The last corner of the Austrian GP had one last gasp of drama for the field after the leading group had crossed the line, as Eugene Laverty (PULL&BEAR Aspar Team) and Danilo Petrucci (Octo Pramac Yakhnich) battled over P11 and the Italian lost control of his Ducati – taking down the Irishman within sight of the end of the lap. The error was an uncharacteristic one for Petrucci in a weekend that saw the Italian struggle – and an apology was quick to come. Race direction looked into the incident and awarded the Pramac rider a 3-place grid penalty for the upcoming Czech GP, as well as one penalty point – and Petrucci’s P11 from the Austrian GP remains.
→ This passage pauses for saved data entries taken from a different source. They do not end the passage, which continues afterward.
//! Append-only record history and point-in-time replay
use std::collections::BTreeSet;

use crate::diff::diff;
use crate::error::HistoryError;
use crate::fields::{AnonymisePolicy, FieldDef, FieldKind, Schema};
use crate::types::{StatusId, TimeStamp};
use crate::value::{DataMap, Value};

/// Full before/after data of one mutation.
#[derive(Debug, PartialEq, minicbor::Encode, minicbor::Decode, Clone)]
pub struct ContentSnapshot {
    #[n(0)]
    pub old_data: DataMap,
    #[n(1)]
    pub new_data: DataMap,
    #[n(2)]
    pub datetime: TimeStamp,
    #[n(3)]
    pub user_id: Option<String>,
    #[n(4)]
    pub action_id: Option<String>, // none for submissions and direct edits
}

#[derive(Debug, PartialEq, minicbor::Encode, minicbor::Decode, Clone)]
pub enum Part {
    #[n(0)]
    ContentSnapshot(#[n(0)] ContentSnapshot),
    #[n(1)]
    Jump {
        #[n(0)]
        from: StatusId,
        #[n(1)]
        to: StatusId,
        #[n(2)]
        datetime: TimeStamp,
        #[n(3)]
        action_id: Option<String>,
    },
    #[n(2)]
    Comment {
        #[n(0)]
        text: String,
        #[n(1)]
        user_id: Option<String>,
        #[n(2)]
        datetime: TimeStamp,
    },
    #[n(3)]
    WsCallError {
        #[n(0)]
        label: String,
        #[n(1)]
        message: String,
        #[n(2)]
        datetime: TimeStamp,
    },
    #[n(4)]
    LinkedRecord {
        #[n(0)]
        formdef_id: String,
        #[n(1)]
        record_id: String,
        #[n(2)]
        datetime: TimeStamp,
    },
}

impl Part {
    pub fn datetime(&self) -> TimeStamp {
        match self {
            Part::ContentSnapshot(snapshot) => snapshot.datetime,
            Part::Jump { datetime, .. }
            | Part::Comment { datetime, .. }
            | Part::WsCallError { datetime, .. }
            | Part::LinkedRecord { datetime, .. } => *datetime,
        }
    }

    pub fn as_snapshot(&self) -> Option<&ContentSnapshot> {
        match self {
            Part::ContentSnapshot(snapshot) => Some(snapshot),
            _ => None,
        }
    }

    pub fn is_snapshot(&self) -> bool {
        self.as_snapshot().is_some()
    }

    /// Content hash and CBOR encoding of this part.
    pub fn build(&self) -> anyhow::Result<(String, Vec<u8>)> {
        let cbor = minicbor::to_vec(self)?;
        let hash = sha256::digest(&cbor);

        Ok((hash, cbor))
    }
}

/// One timeline node: the status that was active and what happened while in it.
#[derive(Debug, PartialEq, minicbor::Encode, minicbor::Decode, Clone)]
pub struct Evolution {
    #[n(0)]
    pub time: TimeStamp,
    #[n(1)]
    pub status: StatusId,
    #[n(2)]
    pub who: Option<String>,
    #[n(3)]
    pub parts: Vec<Part>,
}

impl Evolution {
    pub fn new(time: TimeStamp, status: StatusId, who: Option<String>) -> Self {
        Self {
            time,
            status,
            who,
            parts: vec![],
        }
    }

    pub fn has_snapshot(&self) -> bool {
        self.parts.iter().any(Part::is_snapshot)
    }
}

/// Which redaction pass to run over a record.
#[derive(Debug, Clone, Copy, PartialEq, Eq)]
pub enum AnonymiseMode {
    Intermediate,
    Final,
}

impl AnonymiseMode {
    fn redacts(&self, policy: AnonymisePolicy) -> bool {
        match self {
            AnonymiseMode::Intermediate => policy == AnonymisePolicy::Intermediate,
            AnonymiseMode::Final => policy != AnonymisePolicy::No,
        }
    }
}

#[derive(Debug, PartialEq, minicbor::Encode, minicbor::Decode, Clone, Default)]
#[cbor(transparent)]
pub struct EvolutionLog {
    #[n(0)]
    pub entries: Vec<Evolution>,
}

impl EvolutionLog {
    pub fn new() -> Self {
        Self::default()
    }

    pub fn last_entry(&self) -> Option<&Evolution> {
        self.entries.last()
    }

    /// Most recent timestamp recorded anywhere in the log.
    pub fn last_time(&self) -> Option<TimeStamp> {
        self.entries
            .iter()
            .flat_map(|entry| {
                std::iter::once(entry.time).chain(entry.parts.iter().map(Part::datetime))
            })
            .max()
    }

    /// `now`, pushed past the last recorded timestamp when the clock has not moved.
    pub fn next_timestamp(&self, now: TimeStamp) -> TimeStamp {
        match self.last_time() {
            Some(last) if now <= last => last.successor(),
            _ => now,
        }
    }

    /// Builds a snapshot part for `old -> new`, or nothing when the data did not change.
    pub fn record_change(
        &self,
        old_data: &DataMap,
        new_data: &DataMap,
        schema: &Schema,
        user_id: Option<&str>,
        action_id: Option<&str>,
        now: TimeStamp,
    ) -> Option<Part> {
        if !diff(old_data, new_data, schema).has_changes() {
            return None;
        }
        Some(self.snapshot_part(old_data, new_data, user_id, action_id, now))
    }

    /// Snapshot part without no-op suppression (record creation).
    pub fn snapshot_part(
        &self,
        old_data: &DataMap,
        new_data: &DataMap,
        user_id: Option<&str>,
        action_id: Option<&str>,
        now: TimeStamp,
    ) -> Part {
        Part::ContentSnapshot(ContentSnapshot {
            old_data: old_data.clone(),
            new_data: new_data.clone(),
            datetime: self.next_timestamp(now),
            user_id: user_id.map(str::to_string),
            action_id: action_id.map(str::to_string),
        })
    }

    /// Adds `part` to the latest entry when it belongs to `status`, otherwise opens a new entry.
    pub fn append_to_current_entry(&mut self, part: Part, status: &StatusId, who: Option<&str>) {
        match self.entries.last_mut() {
            Some(entry) if entry.status == *status => entry.parts.push(part),
            _ => {
                let mut entry = Evolution::new(part.datetime(), status.clone(), who.map(str::to_string));
                entry.parts.push(part);
                self.entries.push(entry);
            }
        }
    }

    pub fn open_entry(&mut self, status: &StatusId, who: Option<&str>, now: TimeStamp) {
        let time = self.next_timestamp(now);
        self.entries
            .push(Evolution::new(time, status.clone(), who.map(str::to_string)));
    }

    /// Parts across every entry, oldest first. Each call starts over.
    pub fn iter_parts(&self) -> impl Iterator<Item = &Part> + Clone {
        self.entries.iter().flat_map(|entry| entry.parts.iter())
    }

    pub fn snapshots(&self) -> impl Iterator<Item = &ContentSnapshot> + Clone {
        self.iter_parts().filter_map(Part::as_snapshot)
    }

    /// Data as it stood at `at`: the `new_data` of the last snapshot taken at or before it.
    pub fn reconstruct_at(&self, at: TimeStamp) -> Result<DataMap, HistoryError> {
        self.snapshots()
            .filter(|snapshot| snapshot.datetime <= at)
            .last()
            .map(|snapshot| snapshot.new_data.clone())
            .ok_or(HistoryError::NoDataFound)
    }

    pub fn reconstruct_at_str(&self, at: &str) -> Result<DataMap, HistoryError> {
        self.reconstruct_at(TimeStamp::parse_iso(at)?)
    }

    /// Checks that every snapshot starts from the data the previous one ended with.
    pub fn check_chain(&self) -> Result<(), HistoryError> {
        let snapshots: Vec<&ContentSnapshot> = self.snapshots().collect();
        for (index, pair) in snapshots.windows(2).enumerate() {
            if pair[0].new_data != pair[1].old_data {
                return Err(HistoryError::BrokenChain { index });
            }
        }
        Ok(())
    }

    /// Blob handles referenced by `current` or by any snapshot in the log.
    pub fn live_file_handles(&self, current: &DataMap) -> BTreeSet<String> {
        let mut handles = BTreeSet::new();
        current
            .values()
            .for_each(|value| value.collect_file_handles(&mut handles));
        for snapshot in self.snapshots() {
            snapshot
                .old_data
                .values()
                .chain(snapshot.new_data.values())
                .for_each(|value| value.collect_file_handles(&mut handles));
        }
        handles
    }

    /// Redacts history in place.
    ///
    /// Intermediate nulls matching fields in every snapshot and drops snapshots left without
    /// any change. Final discards every part and actor of every entry.
    pub fn anonymise(&mut self, schema: &Schema, mode: AnonymiseMode) {
        match mode {
            AnonymiseMode::Intermediate => {
                for entry in &mut self.entries {
                    for part in &mut entry.parts {
                        if let Part::ContentSnapshot(snapshot) = part {
                            redact_data(&mut snapshot.old_data, schema, mode);
                            redact_data(&mut snapshot.new_data, schema, mode);
                        }
                    }
                    entry.parts.retain(|part| match part {
                        Part::ContentSnapshot(snapshot) => {
                            snapshot.old_data != snapshot.new_data
                                || snapshot.old_data.is_empty()
                        }
                        _ => true,
                    });
                }
            }
            AnonymiseMode::Final => {
                for entry in &mut self.entries {
                    entry.parts.clear();
                    entry.who = None;
                }
            }
        }
    }
}

/// Nulls every value (and derived key) of fields `mode` redacts; block sub-fields row by row.
pub fn redact_data(data: &mut DataMap, schema: &Schema, mode: AnonymiseMode) {
    for field in schema.fields() {
        redact_field(data, field, mode);
    }
}

fn redact_field(data: &mut DataMap, field: &FieldDef, mode: AnonymiseMode) {
    if mode.redacts(field.anonymise) {
        for key in [field.id.clone(), field.display_key(), field.structured_key()] {
            if let Some(value) = data.get_mut(&key) {
                *value = Value::Null;
            }
        }
        return;
    }
    if field.kind != FieldKind::Block {
        return;
    }
    let (Some(block), Some(Value::Block(value))) = (&field.block, data.get_mut(&field.id)) else {
        return;
    };
    for row in &mut value.rows {
        for sub in &block.fields {
            redact_field(row, sub, mode);
        }
    }
}

#[cfg(test)]
mod tests {
    use super::*;

    fn data(pairs: &[(&str, &str)]) -> DataMap {
        pairs
            .iter()
            .map(|(k, v)| (k.to_string(), Value::from(*v)))
            .collect()
    }

    fn schema() -> Schema {
        Schema::new(vec![
            FieldDef::new("0", FieldKind::String).set_anonymise(AnonymisePolicy::Intermediate),
            FieldDef::new("1", FieldKind::String).set_anonymise(AnonymisePolicy::No),
        ])
    }

    #[test]
    fn timestamps_are_strictly_increasing() {
        let at = TimeStamp::new_with(2024, 1, 1, 0, 0, 0).unwrap();
        let status = StatusId::from("new");
        let mut log = EvolutionLog::new();
        let first = log.snapshot_part(&DataMap::new(), &data(&[("0", "a")]), None, None, at);
        log.append_to_current_entry(first, &status, None);
        let second = log
            .record_change(&data(&[("0", "a")]), &data(&[("0", "b")]), &schema(), None, None, at)
            .unwrap();
        assert!(second.datetime() > at);
        log.append_to_current_entry(second, &status, None);
        assert_eq!(log.entries.len(), 1);
        assert!(log.check_chain().is_ok());
    }

    #[test]
    fn no_op_change_builds_no_part() {
        let log = EvolutionLog::new();
        let same = data(&[("0", "a")]);
        assert!(
            log.record_change(&same, &same, &schema(), None, None, TimeStamp::new())
                .is_none()
        );
    }

    #[test]
    fn new_status_opens_new_entry() {
        let at = TimeStamp::new_with(2024, 1, 1, 0, 0, 0).unwrap();
        let mut log = EvolutionLog::new();
        let part = log.snapshot_part(&DataMap::new(), &data(&[("0", "a")]), None, None, at);
        log.append_to_current_entry(part, &StatusId::from("new"), None);
        let part = Part::Comment {
            text: "hello".into(),
            user_id: None,
            datetime: log.next_timestamp(at),
        };
        log.append_to_current_entry(part, &StatusId::from("accepted"), None);
        assert_eq!(log.entries.len(), 2);
    }

    #[test]
    fn intermediate_anonymise_drops_parts_that_became_no_ops() {
        let at = TimeStamp::new_with(2024, 1, 1, 0, 0, 0).unwrap();
        let status = StatusId::from("new");
        let mut log = EvolutionLog::new();
        let first = log.snapshot_part(&DataMap::new(), &data(&[("0", "a"), ("1", "x")]), None, None, at);
        log.append_to_current_entry(first, &status, None);
        let second = log
            .record_change(
                &data(&[("0", "a"), ("1", "x")]),
                &data(&[("0", "b"), ("1", "x")]),
                &schema(),
                None,
                None,
                at,
            )
            .unwrap();
        log.append_to_current_entry(second, &status, None);

        log.anonymise(&schema(), AnonymiseMode::Intermediate);

        let snapshots: Vec<_> = log.snapshots().collect();
        assert_eq!(snapshots.len(), 1);
        assert_eq!(snapshots[0].new_data["0"], Value::Null);
        assert_eq!(snapshots[0].new_data["1"], Value::from("x"));
        assert!(log.check_chain().is_ok());
    }
}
#AustrianGP: MotoGP™ Full Race
Highlights: Zarco makes it 4 out of 5
In Moto2™, Johann Zarco (Ajo Motorsport) increased his lead in the championship with a sublime victory of patience as he cut through the field from a bad start, and Estrella Galicia 0,0 Marc VDS rider Franco Morbidelli converted an impressive P2 qualifying into second in the race as he overtook Tom Luthi (Garage Plus Interwetten) on the last lap. Luthi also lost out in the final corner to championship contender Alex Rins (Paginas Amarillas HP 40) as the late-charging Spaniard took him in the final corner to complete the podium. Luthi crossed the line P4 ahead of Marcel Schrotter (AGR Team), who enjoyed his best finish to date in the intermediate class after an impressive weekend, with EG 0,0 Marc VDS rider Alex Marquez converting his best qualifying into a solid P6 as the Spaniard gets back up the grid to fight near the front.
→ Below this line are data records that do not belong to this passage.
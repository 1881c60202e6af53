//! Actions attached to workflow statuses
use std::collections::BTreeMap;

use tracing::warn;

use crate::collaborators::ErrorReport;
use crate::error::{ActionError, TemplateError};
use crate::fields::{BlockWrite, FieldDef, FieldKind, Schema};
use crate::record::Record;
use crate::template::Scope;
use crate::types::{StatusId, TimeStamp};
use crate::value::{DataMap, Value};
use crate::workflow::{Engine, Workflow};

mod control;
mod linked;
mod set_field;
mod webservice;

pub use control::{Choice, Editable, Jump, JumpMode, RegisterComment};
pub use linked::{CreateRecord, EditRecord};
pub use set_field::SetField;
pub use webservice::{ErrorPolicy, ResponseType, WebserviceCall};

/// What the engine should do after an action ran.
#[derive(Debug, Clone, PartialEq, Eq)]
pub enum Signal {
    Continue,
    Jump(StatusId),
    /// Waiting on a human; nothing else runs until the next trigger.
    Pause,
    /// Halt this invocation without error.
    Stop,
}

#[derive(minicbor::Encode, minicbor::Decode, Debug, Clone, PartialEq)]
pub struct Action {
    #[n(0)]
    pub id: String,
    #[n(1)]
    pub condition: Option<String>,
    #[n(2)]
    pub kind: ActionKind,
}

#[derive(minicbor::Encode, minicbor::Decode, Debug, Clone, PartialEq)]
pub enum ActionKind {
    #[n(0)]
    SetField(#[n(0)] SetField),
    #[n(1)]
    CreateRecord(#[n(0)] CreateRecord),
    #[n(2)]
    EditRecord(#[n(0)] EditRecord),
    #[n(3)]
    Webservice(#[n(0)] WebserviceCall),
    #[n(4)]
    Jump(#[n(0)] Jump),
    #[n(5)]
    Choice(#[n(0)] Choice),
    #[n(6)]
    Editable(#[n(0)] Editable),
    #[n(7)]
    Comment(#[n(0)] RegisterComment),
}

/// A `(field id, expression)` pair; `block$sub` addresses a sub-field of a block row.
#[derive(minicbor::Encode, minicbor::Decode, Debug, Clone, PartialEq)]
pub struct FieldAssignment {
    #[n(0)]
    pub field_id: String,
    #[n(1)]
    pub expression: String,
}

impl FieldAssignment {
    pub fn new(field_id: &str, expression: &str) -> Self {
        Self {
            field_id: field_id.to_string(),
            expression: expression.to_string(),
        }
    }
}

impl Action {
    pub fn new(id: &str, kind: ActionKind) -> Self {
        Self {
            id: id.to_string(),
            condition: None,
            kind,
        }
    }

    pub fn set_condition(mut self, condition: &str) -> Self {
        self.condition = Some(condition.to_string());
        self
    }

    pub fn perform(
        &self,
        record: &mut Record,
        ctx: &mut ActionContext<'_>,
    ) -> Result<Signal, ActionError> {
        match &self.kind {
            ActionKind::SetField(action) => action.perform(&self.id, record, ctx),
            ActionKind::CreateRecord(action) => action.perform(&self.id, record, ctx),
            ActionKind::EditRecord(action) => action.perform(&self.id, record, ctx),
            ActionKind::Webservice(action) => action.perform(&self.id, record, ctx),
            ActionKind::Jump(action) => action.perform(ctx),
            ActionKind::Choice(_) | ActionKind::Editable(_) => Ok(Signal::Pause),
            ActionKind::Comment(action) => action.perform(record, ctx),
        }
    }

    /// Statuses this action can move a record to.
    pub fn targets(&self) -> Vec<&StatusId> {
        match &self.kind {
            ActionKind::Jump(jump) => vec![&jump.target],
            ActionKind::Choice(choice) => vec![&choice.target],
            ActionKind::Webservice(call) => call.jump_targets(),
            _ => vec![],
        }
    }

    /// Holds the record in its status until a human or an external event acts.
    pub fn is_waitpoint(&self) -> bool {
        match &self.kind {
            ActionKind::Jump(jump) => jump.mode != JumpMode::Immediate,
            ActionKind::Choice(_) | ActionKind::Editable(_) => true,
            _ => false,
        }
    }
}

/// Everything an action may touch besides the record itself, fixed for one advancement.
pub struct ActionContext<'a> {
    pub engine: &'a Engine,
    pub workflow: &'a Workflow,
    pub schema: &'a Schema,
    pub actor: Option<&'a str>,
    /// Create actions on the current chain of nested creations.
    pub creations: &'a mut Vec<String>,
}

impl ActionContext<'_> {
    pub fn now(&self) -> TimeStamp {
        self.engine.clock().now()
    }

    pub fn scope(&self, record: &Record) -> Scope {
        Scope::for_record(record, self.schema, self.actor)
    }

    pub fn evaluate(&self, expression: &str, scope: &Scope) -> Result<Value, TemplateError> {
        self.engine.evaluator().evaluate(expression, scope)
    }

    /// Logs a failed action and hands it to the error sink.
    pub fn report(&self, record_id: &str, action_id: &str, error: &ActionError) {
        warn!(record_id, action_id, error = %error, "action failed");
        self.engine.errors().record_error(ErrorReport {
            summary: format!("action {action_id} failed"),
            record_id: Some(record_id.to_string()),
            action_id: Some(action_id.to_string()),
            class_name: error.class_name().to_string(),
            message: error.to_string(),
        });
    }
}

/// Evaluates `assignments` into `data`.
///
/// Every target is resolved against `schema` before anything is written, so an unknown field
/// leaves `data` untouched. Evaluation and value errors skip that one field and are reported.
#[allow(clippy::too_many_arguments)]
pub(crate) fn apply_assignments(
    ctx: &ActionContext<'_>,
    scope: &Scope,
    record_id: &str,
    action_id: &str,
    schema: &Schema,
    target: &str,
    data: &mut DataMap,
    assignments: &[FieldAssignment],
    block_mode: BlockWrite,
) -> Result<(), ActionError> {
    let unknown = |field_id: &str| ActionError::UnknownField {
        field_id: field_id.to_string(),
        target: target.to_string(),
    };
    let mut resolved: Vec<(&FieldAssignment, &FieldDef, Option<&str>)> = vec![];
    for assignment in assignments {
        let (base, sub) = match assignment.field_id.split_once('$') {
            Some((base, sub)) => (base, Some(sub)),
            None => (assignment.field_id.as_str(), None),
        };
        let field = schema.get(base).ok_or_else(|| unknown(&assignment.field_id))?;
        if let Some(sub) = sub {
            if field.block.as_ref().and_then(|b| b.field(sub)).is_none() {
                return Err(unknown(&assignment.field_id));
            }
        }
        resolved.push((assignment, field, sub));
    }

    let years = ctx.engine.config().date_years();
    let mut rows: BTreeMap<&str, (&FieldDef, DataMap)> = BTreeMap::new();
    for (assignment, field, sub) in resolved {
        let value = match ctx.evaluate(&assignment.expression, scope) {
            Ok(value) => value,
            Err(error) => {
                ctx.report(record_id, action_id, &ActionError::Template(error));
                continue;
            }
        };
        if let Some(sub) = sub {
            rows.entry(field.id.as_str())
                .or_insert_with(|| (field, DataMap::new()))
                .1
                .insert(sub.to_string(), value);
            continue;
        }
        let written = match (field.kind, &value) {
            (FieldKind::Block, Value::Map(row)) => {
                field.write_block_row(data, row, block_mode, years.clone())
            }
            _ => field.assign(data, &value, years.clone()),
        };
        if let Err(source) = written {
            let error = ActionError::SetValue {
                field_id: field.id.clone(),
                source,
            };
            ctx.report(record_id, action_id, &error);
        }
    }

    for (field, row) in rows.values() {
        if let Err(source) = field.write_block_row(data, row, block_mode, years.clone()) {
            let error = ActionError::SetValue {
                field_id: field.id.clone(),
                source,
            };
            ctx.report(record_id, action_id, &error);
        }
    }
    Ok(())
}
Highlights: Mir takes maiden win in Moto3™ thriller
Moto3™ was another hard-fought battle that saw rookie Joan Mir (Leopard Racing) convert his first ever pole position into his first victory on the world stage, as the Mallorcan beat Brad Binder (Red Bull KTM Ajo) over the line after an incredible weekend for both riders. The podium was completed by Enea Bastianini (Gresini Racing Moto3), with neither of Binder’s key title rivals scoring. Jorge Navarro (Estrella Galicia 0,0) crashed out after having made up 10 places in a stunning comeback from a difficult qualifying, and Romano Fenati has been suspended by Sky Racing Team VR46 for behaviour not in line with what was expected within the team. Fenati’s future remains unknown.
The next stop for the FIM MotoGP™ world championship sees the paddock head north to Brno in the Czech Republic for the HJC Helmets Grand Prix České Republiky – back on familiar ground and ready for another weekend of classic wheel-to-wheel action.